Today, there is an Amazon ‘soy moratorium’ in place, which means that soy grown on these new farms cannot legally access markets. However, the Brazilian government openly favours the end of the moratorium and the renewed expansion of Amazon soy farms, fuelled in part by EU market demand. This is a major concern: before 2006 (when the moratorium began) the Amazon burnt and the soy producers moved in within the space of months.

Burning natural habitats for future profit is a problem that extends to other vital ecosystems like Brazil’s Cerrado, a woody, grassland savannah which covers 20% of Brazil and is home to many unique plant and animal species. Yet, the Cerrado is one of the most threatened natural areas in the world, and under huge pressure from agricultural expansion. Here, no soy moratorium is in place and it continues to be cleared both directly for soy that is currently exported in vast quantities to the EU, and for future speculation.

The EU must take its responsibility for the destruction of both the Amazon and Cerrado
seriously. Indeed, according to recent research it is the second-largest export market for forest- risk commodities after China, and as much of one fifth of the soy imports from these regions may be ‘contaminated’ with illegal deforestation, says a recent study.

With the lure of its market, the EU has the power to stop land evictions, human rights abuses, biodiversity destruction and the massive release of CO2 caused by forest fires, deforestation and ecosystem conversion across the world. It can do this by passing a new law that would exclude commodities and products linked to the destruction of nature from the EU market.
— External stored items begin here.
//! Euclidean algorithms over field coefficients, and the
//! content/primitive-part machinery for integer polynomials

use core::mem;

use num_bigint::BigUint;

use zring_api::error::{Error, Result};
use zring_api::traits::Field;

use super::Poly;
use crate::bigint::{Integer, IntegerRing};

/// Euclidean operations available when the coefficients form a field
pub trait FieldPolyExt<F: Field> {
    /// Scale so the leading coefficient is 1; the zero polynomial stays zero
    fn make_monic(&self) -> Result<Poly<F>>;

    /// Greatest common divisor by the classical Euclidean algorithm
    ///
    /// The result is either zero (when both inputs are zero) or monic.
    fn gcd(&self, other: &Poly<F>) -> Result<Poly<F>>;

    /// Extended GCD: `(g, s, t)` with `s * self + t * other == g`
    ///
    /// `g` is not normalized to monic; callers that need the monic gcd can
    /// scale all three by the inverse of `g`'s leading coefficient.
    fn xgcd(&self, other: &Poly<F>) -> Result<(Poly<F>, Poly<F>, Poly<F>)>;

    /// `self^exponent mod modulus` by square-and-multiply
    fn powmod(&self, exponent: &BigUint, modulus: &Poly<F>) -> Result<Poly<F>>;
}

impl<F: Field> FieldPolyExt<F> for Poly<F> {
    fn make_monic(&self) -> Result<Poly<F>> {
        match self.lead() {
            None => Ok(self.clone()),
            Some(lc) if self.ring.is_one(lc) => Ok(self.clone()),
            Some(lc) => {
                let scale = self.ring.inv(lc)?;
                Ok(self.mul_scalar(&scale))
            }
        }
    }

    fn gcd(&self, other: &Poly<F>) -> Result<Poly<F>> {
        self.same_ring_check(other, "gcd");
        let mut a = self.clone();
        let mut b = other.clone();
        while !b.is_zero() {
            let r = a.rem(&b)?;
            a = mem::replace(&mut b, r);
        }
        a.make_monic()
    }

    fn xgcd(&self, other: &Poly<F>) -> Result<(Poly<F>, Poly<F>, Poly<F>)> {
        self.same_ring_check(other, "xgcd");
        let field = self.ring.clone();
        let mut r0 = self.clone();
        let mut r1 = other.clone();
        let mut s0 = Poly::one(field.clone());
        let mut s1 = Poly::new(field.clone());
        let mut t0 = Poly::new(field.clone());
        let mut t1 = Poly::one(field);
        while !r1.is_zero() {
            let (q, r) = r0.divrem(&r1)?;
            let s_next = &s0 - &(&q * &s1);
            let t_next = &t0 - &(&q * &t1);
            r0 = mem::replace(&mut r1, r);
            s0 = mem::replace(&mut s1, s_next);
            t0 = mem::replace(&mut t1, t_next);
        }
        Ok((r0, s0, t0))
    }

    fn powmod(&self, exponent: &BigUint, modulus: &Poly<F>) -> Result<Poly<F>> {
        if modulus.is_zero() {
            return Err(Error::DivisionByZero {
                operation: "polynomial powmod",
            });
        }
        let base = self.rem(modulus)?;
        let mut acc = Poly::one(self.ring.clone()).rem(modulus)?;
        let bits = exponent.bits();
        for i in (0..bits).rev() {
            acc = (&acc * &acc).rem(modulus)?;
            if exponent.bit(i) {
                acc = (&acc * &base).rem(modulus)?;
            }
        }
        Ok(acc)
    }
}

/// Content/primitive-part operations, specific to integer coefficients
impl Poly<IntegerRing> {
    /// The content: non-negative GCD of all coefficients (0 for the zero
    /// polynomial)
    pub fn content(&self) -> Integer {
        self.coeffs
            .iter()
            .fold(Integer::zero(), |acc, c| acc.gcd(c))
    }

    /// The primitive part `self / content(self)`, preserving the leading
    /// coefficient's sign
    pub fn primitive_part(&self) -> Poly<IntegerRing> {
        if self.is_zero() {
            return self.clone();
        }
        let content = self.content();
        let coeffs = self
            .coeffs
            .iter()
            .map(|c| Integer(&c.0 / &content.0))
            .collect();
        Poly::from_coeffs(IntegerRing, coeffs)
    }

    /// Pseudo-division: always-defined division after scaling by a power
    /// of the divisor's leading coefficient
    ///
    /// Returns `(q, r)` with `lc(g)^(deg f - deg g + 1) * f == q * g + r`
    /// and `deg r < deg g`. When `deg f < deg g` no scaling is applied and
    /// the result is `(0, f)`.
    pub fn pseudo_divrem(
        &self,
        divisor: &Poly<IntegerRing>,
    ) -> Result<(Poly<IntegerRing>, Poly<IntegerRing>)> {
        if divisor.is_zero() {
            return Err(Error::DivisionByZero {
                operation: "polynomial pseudo-division",
            });
        }
        if self.degree() < divisor.degree() {
            return Ok((Poly::new(IntegerRing), self.clone()));
        }
        let steps = (self.degree() - divisor.degree() + 1) as u64;
        let lc = &divisor.coeffs[divisor.coeffs.len() - 1];
        let scaled = self.mul_scalar(&lc.pow(steps));
        // After scaling, every trial quotient coefficient divides exactly
        scaled.divrem(divisor)
    }

    /// GCD via the primitive remainder sequence
    ///
    /// The integer content is factored out of both operands, the primitive
    /// parts run through a pseudo-remainder loop, and the result is
    /// recombined with `gcd(content(f), content(g))`. The leading
    /// coefficient of a nonzero result is always positive.
    pub fn gcd(&self, other: &Poly<IntegerRing>) -> Result<Poly<IntegerRing>> {
        if self.is_zero() {
            return Ok(other.normalize_sign());
        }
        if other.is_zero() {
            return Ok(self.normalize_sign());
        }
        let c = self.content().gcd(&other.content());
        let mut a = self.primitive_part();
        let mut b = other.primitive_part();
        if a.degree() < b.degree() {
            mem::swap(&mut a, &mut b);
        }
        while !b.is_zero() {
            let (_, r) = a.pseudo_divrem(&b)?;
            a = mem::replace(&mut b, r.primitive_part());
        }
        Ok(a.normalize_sign().mul_scalar(&c))
    }

    fn normalize_sign(&self) -> Poly<IntegerRing> {
        match self.lead() {
            Some(lc) if lc.sign() < 0 => -self,
            _ => self.clone(),
        }
    }
}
Under the European Green Deal, the EU has made clear intentions to draw up a new law on removing deforestation from its supply chains, with a public consultation expected this September. However, to ensure EU lawmakers are not barking up the wrong tree it must protect forests and other ecosystems (such as savannahs, grasslands and wetlands around the world), from which the EU imports commodities including soy, palm oil, cocoa, beef, coffee and rubber, while also guaranteeing human rights.

Only with a strong law can European consumers be confident that the production of the food they eat does not fuel the horrendous fires we witness every year, destroying some of our planet’s most precious natural areas irrevocably, with disastrous consequences for the wildlife and people they are home to, and our climate. Europe can and must stop being part of this problem.